INSTRUCTIONS TO FOLLOW –
Each line of the listing where the string "temporary" appears is to be identified and copied.
RECORDS SUPPLIED: Begin
use mdns_sd::{ServiceDaemon, ServiceInfo};

use tracing::{info, warn};

use crate::error::Result;

// Service type announced by every node.
const SERVICE_TYPE: &str = "_linewatch._tcp.local.";

/// The `mDNS-SD` advertisement of a node.
#[derive(Debug, Clone)]
pub struct Mdns {
    hostname: String,
    instance: String,
    service_type: &'static str,
    properties: Vec<(&'static str, &'static str)>,
}

impl Mdns {
    /// Creates the [`Mdns`] advertisement of `hostname`.
    ///
    /// The node is reachable at `<hostname>.local`.
    #[must_use]
    pub fn new(hostname: impl Into<String>) -> Self {
        let hostname = hostname.into();
        Self {
            instance: hostname.clone(),
            hostname,
            service_type: SERVICE_TYPE,
            properties: vec![("scheme", "http"), ("status", "/json")],
        }
    }

    /// Sets the service instance name.
    #[must_use]
    pub fn instance(mut self, instance: impl Into<String>) -> Self {
        self.instance = instance.into();
        self
    }

    /// Sets the service type, such as `_linewatch._tcp.local.`.
    #[must_use]
    pub const fn service_type(mut self, service_type: &'static str) -> Self {
        self.service_type = service_type;
        self
    }

    /// Adds a `TXT` property.
    #[must_use]
    pub fn property(mut self, key: &'static str, value: &'static str) -> Self {
        self.properties.push((key, value));
        self
    }

    /// Returns the full host name, ending with `.local.`.
    #[must_use]
    pub fn host_name(&self) -> String {
        format!("{}.local.", self.hostname.trim_end_matches('.'))
    }

    /// Starts announcing the node on `port`.
    ///
    /// The announcement lasts as long as the returned [`MdnsHandle`].
    ///
    /// # Errors
    ///
    /// The responder could not be started or the service is invalid.
    pub fn register(self, port: u16) -> Result<MdnsHandle> {
        let host_name = self.host_name();
        let service = ServiceInfo::new(
            self.service_type,
            &self.instance,
            &host_name,
            "",
            port,
            &self.properties[..],
        )?
        .enable_addr_auto();
        let fullname = service.get_fullname().to_string();

        let daemon = ServiceDaemon::new()?;
        daemon.register(service)?;

        info!("Announcing `{fullname}`, try `ping {host_name}`");

        Ok(MdnsHandle { daemon })
    }
}

/// A running `mDNS-SD` advertisement.
pub struct MdnsHandle {
    daemon: ServiceDaemon,
}

impl Drop for MdnsHandle {
    fn drop(&mut self) {
        if let Err(e) = self.daemon.shutdown() {
            warn!("Unable to stop the mDNS responder: {e}");
        }
    }
}
use std::fs;
use std::io::Write;
use std::path::{Path, PathBuf};

use linewatch::error::{Error as NodeError, ErrorKind as NodeErrorKind, Result as NodeResult};
use linewatch::store::{CONFIG_REGION_SIZE, Region, Storage};

use tracing::{info, warn};

use crate::error::{Error, ErrorKind, Result};

// Value of a never-written byte.
const ERASED_BYTE: u8 = 0xFF;

/// A [`Storage`] kept in a file.
///
/// A missing file reads as an erased region. A commit writes the whole region
/// to a temporary file next to the target and renames it over the target, so
/// that an interrupted commit leaves the previous content in place.
#[derive(Debug)]
pub struct FileStorage {
    path: PathBuf,
    region: Region,
}

impl FileStorage {
    /// Opens the storage file at `path`.
    ///
    /// # Errors
    ///
    /// The file exists but cannot be read.
    pub fn open(path: impl Into<PathBuf>) -> Result<Self> {
        let path = path.into();
        let mut region = [ERASED_BYTE; CONFIG_REGION_SIZE];

        match fs::read(&path) {
            Ok(bytes) => {
                if bytes.len() != CONFIG_REGION_SIZE {
                    warn!(
                        "Storage file `{}` holds {} bytes instead of {CONFIG_REGION_SIZE}",
                        path.display(),
                        bytes.len()
                    );
                }
                let len = bytes.len().min(CONFIG_REGION_SIZE);
                region[..len].copy_from_slice(&bytes[..len]);
            }
            Err(e) if e.kind() == std::io::ErrorKind::NotFound => {
                info!("Storage file `{}` not found, starting erased", path.display());
            }
            Err(e) => {
                return Err(Error::new(
                    ErrorKind::Storage,
                    format!("Unable to read `{}`: {e}", path.display()),
                ));
            }
        }

        Ok(Self { path, region })
    }

    /// Returns the storage file path.
    #[must_use]
    pub fn path(&self) -> &Path {
        &self.path
    }

    fn write_region(&self) -> std::io::Result<()> {
        let temporary = self.path.with_extension("tmp");
        let mut file = fs::File::create(&temporary)?;
        file.write_all(&self.region)?;
        file.sync_all()?;
        drop(file);
        fs::rename(&temporary, &self.path)
    }
}

impl Storage for FileStorage {
    fn region(&self) -> &Region {
        &self.region
    }

    fn region_mut(&mut self) -> &mut Region {
        &mut self.region
    }

    fn commit(&mut self) -> NodeResult<()> {
        self.write_region().map_err(|e| {
            NodeError::new(
                NodeErrorKind::Storage,
                format!("Unable to write `{}`: {e}", self.path.display()),
            )
        })
    }
}

#[cfg(test)]
mod tests {
    use std::fs;

    use linewatch::store::{CONFIG_REGION_SIZE, ConfigStore, Storage};

    use super::FileStorage;

    #[test]
    fn missing_file_reads_erased() {
        let dir = tempfile::tempdir().unwrap();
        let storage = FileStorage::open(dir.path().join("node.bin")).unwrap();

        assert!(storage.region().iter().all(|&byte| byte == 0xFF));
        assert!(!storage.path().exists());
    }

    #[test]
    fn commit_survives_reopen() {
        let dir = tempfile::tempdir().unwrap();
        let path = dir.path().join("node.bin");

        let mut store = ConfigStore::open(FileStorage::open(&path).unwrap()).unwrap();
        store.set_credentials("home", "secret").unwrap();
        store.set_notify_url("http://example.com/n").unwrap();

        assert_eq!(fs::read(&path).unwrap().len(), CONFIG_REGION_SIZE);
        assert!(!path.with_extension("tmp").exists());

        let store = ConfigStore::open(FileStorage::open(&path).unwrap()).unwrap();
        let config = store.load();
        assert_eq!(config.identifier, "home");
        assert_eq!(config.secret, "secret");
        assert_eq!(config.notify_url, "http://example.com/n");
    }

    #[test]
    fn uncommitted_writes_are_lost() {
        let dir = tempfile::tempdir().unwrap();
        let path = dir.path().join("node.bin");

        let mut store = ConfigStore::open(FileStorage::open(&path).unwrap()).unwrap();
        store.write_string(0, "draft").unwrap();

        let store = ConfigStore::open(FileStorage::open(&path).unwrap()).unwrap();
        assert_eq!(store.load().identifier, "");
    }

    #[test]
    fn short_file_is_padded() {
        let dir = tempfile::tempdir().unwrap();
        let path = dir.path().join("node.bin");
        fs::write(&path, [0u8; 16]).unwrap();

        let storage = FileStorage::open(&path).unwrap();

        assert!(storage.region()[..16].iter().all(|&byte| byte == 0));
        assert!(storage.region()[16..].iter().all(|&byte| byte == 0xFF));
    }
}
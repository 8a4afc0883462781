//! Runs a `linewatch` sensor node on top of an operating system.
//!
//! This crate provides the platform facilities needed by the node core:
//!
//! - Monitored lines read from files, such as `sysfs` `GPIO` values
//! - A persistent configuration region backed by a file
//! - Outbound `TCP` connections for the notifications
//! - Link information discovered from the host network interfaces
//! - An `HTTP` front end forwarding the requests to the node tick
//! - An `mDNS-SD` announcement of the node
//!
//! A [`runner::Runner`] ties everything together on a `tokio` runtime.

#![forbid(unsafe_code)]
#![deny(missing_docs)]

/// Outbound connections.
pub mod connector;
/// `mDNS-SD` announcement.
pub mod discovery;
/// Error management.
pub mod error;
/// Link information.
pub mod link;
/// Monitored lines backed by files.
pub mod lines;
/// The node runner.
pub mod runner;
/// The `HTTP` front end.
pub mod server;
/// File-backed persistent storage.
pub mod storage;

mod mac;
RECORDS SUPPLIED: End
RESPONSE TO THIS TASK –
/// to a temporary file next to the target and renames it over the target, so
        let temporary = self.path.with_extension("tmp");
        let mut file = fs::File::create(&temporary)?;
        fs::rename(&temporary, &self.path)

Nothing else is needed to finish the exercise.